From (a) to (d), the parameter Pm's are 0.01, 0.024, 0.035, and 0.0375, respectively; γ = −0.1 γ = −0.117 is unchanged. From (a) to (c), the route from period-doubling bifurcation to chaos is clear. In (d), an unusual periodic chaos appears, showing chaotic motion in each rotation but nearly periodic motion between these big rotations. This indicates that different with the boundary crisis shown in Fig 9, an un-collapse periodic chaos behavior, similar to chaotic scroll attractors with infinite scrolls, may still appear.

Relying on the calculation of the Lyapunov exponents and dynamical analysis, still within the area III we can even find another type of dynamical behavior, quasi-periodic motion, which appears only in a very tiny parameter region close to Pm = 1.3 and γ = −0.5. To be clearer, we use the symbols QP in Fig 5 to denote it. The corresponding dynamics is shown in Fig 11(A) and 11(B); Pm = 1.2989 and γ = −0.49991.

Fig 11. Variation of dynamical behaviors.

(a) and (b) Dynamics for stable quasi-periodic motion (Pm = 1.2989 and γ = −0.49991), whereas (c), (d), and (e) for unstable quasi-periodic motion (Pm = 1.298968 and γ = −0.50001). These two parameter sets are very close and both are located around the left corner of area III. This comparison indicates that different with the system collapse form chaos due to boundary crisis, as shown in Fig 9, the other form of collapse from quasi-periodic motion still exists.

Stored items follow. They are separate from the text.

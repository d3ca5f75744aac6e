//! Text normalization for titles, usernames and links

/// Uzbek/Russian Cyrillic to Latin, applied after lowercasing
fn transliterate_char(c: char) -> Option<&'static str> {
    let latin = match c {
        'ш' | 'щ' => "sh",
        'ч' => "ch",
        'ў' => "o",
        'ғ' => "g",
        'қ' => "q",
        'ҳ' => "h",
        'ю' => "yu",
        'я' => "ya",
        'ё' => "yo",
        'ц' => "ts",
        'ы' => "y",
        'э' => "e",
        'а' => "a",
        'б' => "b",
        'в' => "v",
        'г' => "g",
        'д' => "d",
        'е' => "e",
        'ж' => "j",
        'з' => "z",
        'и' => "i",
        'й' => "y",
        'к' => "k",
        'л' => "l",
        'м' => "m",
        'н' => "n",
        'о' => "o",
        'п' => "p",
        'р' => "r",
        'с' => "s",
        'т' => "t",
        'у' => "u",
        'ф' => "f",
        'х' => "h",
        'ъ' | 'ь' => "",
        _ => return None,
    };
    Some(latin)
}

pub fn transliterate(text: &str) -> String {
    let mut out = String::with_capacity(text.len());
    for c in text.to_lowercase().chars() {
        match transliterate_char(c) {
            Some(latin) => out.push_str(latin),
            None => out.push(c),
        }
    }
    out
}

/// Lowercase, transliterate, drop anything that is not alphanumeric or
/// whitespace, collapse runs of whitespace
pub fn normalize_title(title: &str) -> String {
    let kept: String = transliterate(title)
        .chars()
        .filter(|c| c.is_alphanumeric() || c.is_whitespace())
        .collect();

    kept.split_whitespace().collect::<Vec<_>>().join(" ")
}

/// Strip whitespace and a leading `@`, keep `[a-z0-9_]`, lowercase
pub fn normalize_username(username: &str) -> Option<String> {
    let trimmed = username.trim().trim_start_matches('@');
    let cleaned: String = trimmed
        .chars()
        .filter(|c| c.is_ascii_alphanumeric() || *c == '_')
        .map(|c| c.to_ascii_lowercase())
        .collect();

    if cleaned.is_empty() {
        None
    } else {
        Some(cleaned)
    }
}

/// Username form of a free-text topic: normalized title with spaces as `_`
pub fn username_form(text: &str) -> Option<String> {
    let title = normalize_title(text);
    normalize_username(&title.replace(' ', "_"))
}

/// Extract the username from a `t.me` / `telegram.me` link
pub fn normalize_link(link: &str) -> Option<String> {
    let mut s = link.trim();
    for prefix in ["https://", "http://"] {
        if let Some(rest) = s.strip_prefix(prefix) {
            s = rest;
            break;
        }
    }
    s = s.strip_prefix("www.").unwrap_or(s);

    let mut matched = false;
    for host in ["t.me/", "telegram.me/"] {
        if let Some(rest) = s.strip_prefix(host) {
            s = rest;
            matched = true;
            break;
        }
    }
    if !matched {
        return None;
    }

    s = s.strip_prefix("joinchat/").unwrap_or(s);
    let s = s.split('?').next().unwrap_or("");
    let s = s.split('/').next().unwrap_or("");
    normalize_username(s)
}

/// Bare platform username syntax: a letter, then 4..=31 of `[A-Za-z0-9_]`
pub fn is_username_syntax(s: &str) -> bool {
    let mut chars = s.chars();
    match chars.next() {
        Some(first) if first.is_ascii_alphabetic() => {}
        _ => return false,
    }

    let rest: Vec<char> = chars.collect();
    (4..=31).contains(&rest.len()) && rest.iter().all(|c| c.is_ascii_alphanumeric() || *c == '_')
}

/// If `raw` is an explicit handle, return the normalized username
///
/// Accepted forms: `@name`, a `t.me/...` or `telegram.me/...` link, or a
/// bare token in username syntax. Anything with spaces is a topic, not a
/// handle.
pub fn explicit_handle(raw: &str) -> Option<String> {
    let trimmed = raw.trim();
    if trimmed.is_empty() || trimmed.contains(char::is_whitespace) {
        return None;
    }

    if let Some(rest) = trimmed.strip_prefix('@') {
        return if is_username_syntax(rest) {
            normalize_username(rest)
        } else {
            None
        };
    }

    let lower = trimmed.to_lowercase();
    if lower.contains("t.me/") || lower.contains("telegram.me/") {
        return normalize_link(trimmed);
    }

    if is_username_syntax(trimmed) {
        return normalize_username(trimmed);
    }

    None
}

In addition, we find that this quasi-periodic motion can become unstable. See, e.g., the pattern in Fig 11(C), 11(D) and 11(E) for Pm = 1.298968 and γ = −0.50001. Clearly this is another type of collapse, which is different from the usual collapse of chaos. However, we find again that the phase variables (δ and ω) go infinity immediately and the voltage magnitude (E) remains finite after the transient. This observation may not be a surprise; actually it can be proven by the applications of variations of constant formula in Eq 13.

Furthermore, let us move on the general behavior within the area II. Without losing generality, two different parameter sets are chosen, one within the lower II and the other within the upper II and both are far from the critical curves. The explosive behaviors for a partial system collapse for the phase variables only are expected there. Indeed we find that now the phase (rotor-angle) δ goes to infinity after a very short transient, whereas the variable E keeps finite but fluctuates, as shown in Fig 12. This phenomenon demonstrates that although the third-order model incorporating voltage variation is studied here, it can only exhibit rotor-angle instability similar to what the classical second-order model can show. For the occurrence of a real collapse of voltage magnitude, the load dynamics has to be further added and considered.

Fig 12. Dynamics for system collapse within area II.

The parameters are Pm = 0.5 [(a), (b), and (c)] and Pm = 1.4 [(d), (e), and (f)]; γ = −0.35. Similarly the rotor-angle instability is dominant and the voltage remains stable with its magnitude keeping within a finite value region.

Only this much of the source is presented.